Esa mañana de junio de 1929 en la que el gobernador Carlos Palanca se había anudado su mejor pajarita, la ciudad portuaria que latía entre pámpanos de uva y tinglados de esparto se fue llenando del acento empalagoso de más de un centenar de marinos italianos. Acababa de ganar las elecciones en la Italia de Victor Manuel, con el Partido Nacional Fascista, un periodista boloñés llamado Benito Mussolini, quien rápidamente comulgó con la España del Directorio de Primo de Rivera. Andaba, por eso, el mandamás almeriense agitado ante la llegada de una escuadra transalpina a las tranquilas aguas de la bahía almeriense en esos tiempos turbios de entre guerras en los que se agrandaba la aureola del Duce en toda Europa.
Palanca, junto a Adelchi Garzolini, cónsul italiano en Almería, cumplimentaron a la expedición italiana, comandada por el capitán Mario Falangola, nada más tocar puerto. Estaba formada la escuadrilla de guerra, que tanto revuelo levantó en la ciudad en esos días, por el buque explorador Tigre, que fondeó frente al balneario Diana lanzando salvas de ordenanza, el buque-escuela Pagano, el Aquilone que ancló en el andén de Levante, junto a la escala de prácticos y los buques Ancona y Bari, que llenaron los tanques de combustible en el depósito de la Campsa. Acompañaban a la expedición que venía procedente de Gibraltar, “en misiones estratégicas”, decía el acta municipal, ocho cazatorpederos artillados con siete cañones de 149 milímetros y 139 metros de eslora. Estaban considerados como la joya de la corona de la regia Marina de Guerra italiana, que, apenas siete años después, auxiliaron al bando de los sublevados en la Guerra Civil española mediante el transporte de tropas voluntarias.
La marinería italiana se encontró con un ambiente de ciudad sureña que hacía la vida en la calle, cuando por las noches oficialidad y tripulación recorrieron tabernas y bodegas cercanas al Paseo de coches y al Malecón como el bar Miramar o la bodega de Carmelo Briñón, donde tomaban vinos y platos de pescado.

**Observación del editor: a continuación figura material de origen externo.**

//! Application configuration.
//!
//! Values resolve with priority: config.toml > environment (including `.env`) > defaults.

use serde::Deserialize;
use std::path::{Path, PathBuf};

use crate::domain::QualityPolicy;
use crate::error::{Error, Result};
use crate::paths;
use crate::srs::DEFAULT_MASTERY_TARGET_DAYS;

/// Config file looked up in the working directory
pub const CONFIG_FILE: &str = "config.toml";

/// Default number of items returned for a due queue
pub const DEFAULT_DUE_LIMIT: usize = 50;

// ==================== File Structure ====================

/// Configuration file structure for config.toml
#[derive(Debug, Default, Deserialize)]
struct AppConfig {
    database: Option<DatabaseConfig>,
    scheduler: Option<SchedulerFileConfig>,
}

#[derive(Debug, Default, Deserialize)]
struct DatabaseConfig {
    path: Option<String>,
}

#[derive(Debug, Default, Deserialize)]
struct SchedulerFileConfig {
    quality_policy: Option<QualityPolicy>,
    mastery_target_days: Option<u32>,
}

// ==================== Resolved Settings ====================

/// Boundary policy for the review service
#[derive(Debug, Clone, Copy, PartialEq, Eq)]
pub struct SchedulerConfig {
    pub quality_policy: QualityPolicy,
    /// Interval at which an item is reported as mastered
    pub mastery_target_days: u32,
}

impl Default for SchedulerConfig {
    fn default() -> Self {
        Self {
            quality_policy: QualityPolicy::default(),
            mastery_target_days: DEFAULT_MASTERY_TARGET_DAYS,
        }
    }
}

#[derive(Debug, Clone, PartialEq)]
pub struct Settings {
    pub database_path: PathBuf,
    pub scheduler: SchedulerConfig,
}

/// Load settings from `config.toml` in the working directory and the environment.
pub fn load() -> Result<Settings> {
    load_from(Path::new(CONFIG_FILE))
}

pub fn load_from(config_path: &Path) -> Result<Settings> {
    // Load .env file if present
    let _ = dotenvy::dotenv();

    let file_config = match std::fs::read_to_string(config_path) {
        Ok(contents) => parse_config(&contents)?,
        Err(e) if e.kind() == std::io::ErrorKind::NotFound => AppConfig::default(),
        Err(e) => return Err(e.into()),
    };

    resolve(file_config, |key| std::env::var(key).ok())
}

fn parse_config(contents: &str) -> Result<AppConfig> {
    toml::from_str(contents).map_err(|e| Error::Config(format!("{}: {}", CONFIG_FILE, e)))
}

fn resolve(file: AppConfig, env: impl Fn(&str) -> Option<String>) -> Result<Settings> {
    let database_path = resolve_database_path(file.database.unwrap_or_default(), &env);
    let scheduler_file = file.scheduler.unwrap_or_default();

    let quality_policy = match scheduler_file.quality_policy {
        Some(policy) => policy,
        None => match env("SRS_QUALITY_POLICY") {
            Some(raw) => raw.trim().parse::<QualityPolicy>().map_err(|_| {
                Error::Config(format!("SRS_QUALITY_POLICY must be 'reject' or 'clamp', got '{}'", raw))
            })?,
            None => QualityPolicy::default(),
        },
    };

    let mastery_target_days = match scheduler_file.mastery_target_days {
        Some(days) => days,
        None => match env("SRS_MASTERY_TARGET_DAYS") {
            Some(raw) => raw.trim().parse::<u32>().map_err(|_| {
                Error::Config(format!("SRS_MASTERY_TARGET_DAYS must be a whole number of days, got '{}'", raw))
            })?,
            None => DEFAULT_MASTERY_TARGET_DAYS,
        },
    };

    Ok(Settings {
        database_path,
        scheduler: SchedulerConfig {
            quality_policy,
            mastery_target_days,
        },
    })
}

fn resolve_database_path(db: DatabaseConfig, env: &impl Fn(&str) -> Option<String>) -> PathBuf {
    // Priority 1: config.toml
    if let Some(path) = db.path {
        tracing::info!("Using database from config.toml: {}", path);
        return PathBuf::from(path);
    }

    // Priority 2: DATABASE_PATH env
    if let Some(path) = env("DATABASE_PATH") {
        tracing::info!("Using database from DATABASE_PATH env: {}", path);
        return PathBuf::from(path);
    }

    let default = PathBuf::from(paths::db_path());
    tracing::info!("Using default database path: {}", default.display());
    default
}
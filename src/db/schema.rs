use rusqlite::{Connection, Result};

pub fn run_migrations(conn: &Connection) -> Result<()> {
  // Complete schema for new databases; upgrades for older files follow below
  conn.execute_batch(
    r#"
    CREATE TABLE IF NOT EXISTS review_items (
      id TEXT PRIMARY KEY,
      ease_factor REAL NOT NULL DEFAULT 2.5,
      interval_days INTEGER NOT NULL DEFAULT 0,
      review_count INTEGER NOT NULL DEFAULT 0,
      last_review TEXT,
      next_review TEXT NOT NULL,
      created_at TEXT NOT NULL
    );

    CREATE TABLE IF NOT EXISTS review_logs (
      id INTEGER PRIMARY KEY AUTOINCREMENT,
      item_id TEXT NOT NULL,
      quality INTEGER NOT NULL,
      reviewed_at TEXT NOT NULL,
      ease_factor REAL NOT NULL,
      interval_days INTEGER NOT NULL,
      review_count INTEGER NOT NULL,
      FOREIGN KEY (item_id) REFERENCES review_items(id)
    );

    CREATE INDEX IF NOT EXISTS idx_review_items_next_review ON review_items(next_review);
    CREATE INDEX IF NOT EXISTS idx_review_logs_item_id ON review_logs(item_id);
    CREATE INDEX IF NOT EXISTS idx_review_logs_reviewed_at ON review_logs(reviewed_at);
    "#,
  )?;

  // ============================================================
  // MIGRATIONS FOR EXISTING DATABASES
  // No-ops for new databases (columns already exist)
  // ============================================================

  // last_review was not tracked by the first schema
  add_column_if_missing(conn, "review_items", "last_review", "TEXT")?;

  Ok(())
}

/// Check if a column exists in a table
pub(crate) fn column_exists(conn: &Connection, table: &str, column: &str) -> bool {
  conn
    .prepare(&format!("SELECT {} FROM {} LIMIT 1", column, table))
    .is_ok()
}

/// Add a column if it doesn't already exist
fn add_column_if_missing(conn: &Connection, table: &str, column: &str, column_def: &str) -> Result<()> {
  if !column_exists(conn, table, column) {
    tracing::info!("Migrating {}: adding column {}", table, column);
    conn.execute(
      &format!("ALTER TABLE {} ADD COLUMN {} {}", table, column, column_def),
      [],
    )?;
  }
  Ok(())
}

Los oficiales del Aquilone, uno de los buques visitantes, ofrecieron a las autoridades almerienses un té de gala a bordo. La charanga del Regimiento de la Corona amenizó la fiesta y hubo pastas, helados y licores, según las gacetillas de la época.
Asistieron “a la simpática reunión dada por los galantes marinos italianos las bellas señoritas de Spottorno, Cánovas, Hernández, Fischer y Garzolini, junto a los señores Ulibarri, Acosta, Hidalgo, Fischer, Madariaga, Ferrera y Lussnigg”. La velada finalizó horas más tarde con un baile de gala en el casino.
Hubo noviazgos espontáneos en esos días entre marinos italianos y muchachas almerienses, historias de celos que rompieron relaciones consolidadas, como cuando se revolucionaba la vida de la ciudad décadas más tarde con la llegada de galanes y actrices de renombre para el rodaje de una película.
Entre cómico y tragicómico, por razones de protocolo, fue el banquete que el Ayuntamiento, con su alcalde en funciones a la cabeza Andrés Cassinello Barroeta, ofreció a los almirantes y capitanes de Mussolini. Se anunció en la invitación que habría que ir vestido de etiqueta y los ediles y oficiales que no cumplieron con la condición se quedaron en la puerta, bajo el balcón engalanado de gallardetes para la ocasión, armándose un pequeño alboroto con las lenguas de Cervantes y de Leopardi entremezcladas y la intervención de los guardias municipales.
La cena de gala en el salón consistorial, con las banderas de Italia y España presidiendo, estuvo servida por camareros con librea del Hotel Simón y la banda municipal interpretó los himnos de Italia y España. Al descorchar el champán, el alcalde y el capitán Falangola brindaron por los gobiernos de Mussolini y Primo de Rivera. Los marinos italianos visitaron también la Alcazaba, obsequiados por el capitán de ingenieros Antonio Fernández Hidalgo, y la Catedral, atendidos por el obispo Vicente Casanova. Y así estuvieron a cuerpo de rey los componentes de esa flotilla en Almería, hasta que zarparon de madrugada dirección a Málaga, Cádiz y Lisboa.
Por si fuera poco, el empacho italiano se prolongó al mes de julio de 1929, quince días después, con la llegada de una segunda escuadra dirigida por el almirante Giuseppe Cantú, compuesta por el buque explorador Cuarto y otros ocho cazatorpederos, una flotilla que venía de colaborar en el rescate en las Azores del aviador Ramón Franco, hermano del que se hizo llamar Caudillo años después, y se volvieron a repetir, agasajos y y lisonjas en una Almería que no por eso dejaba de ser una ciudad comida por la miseria.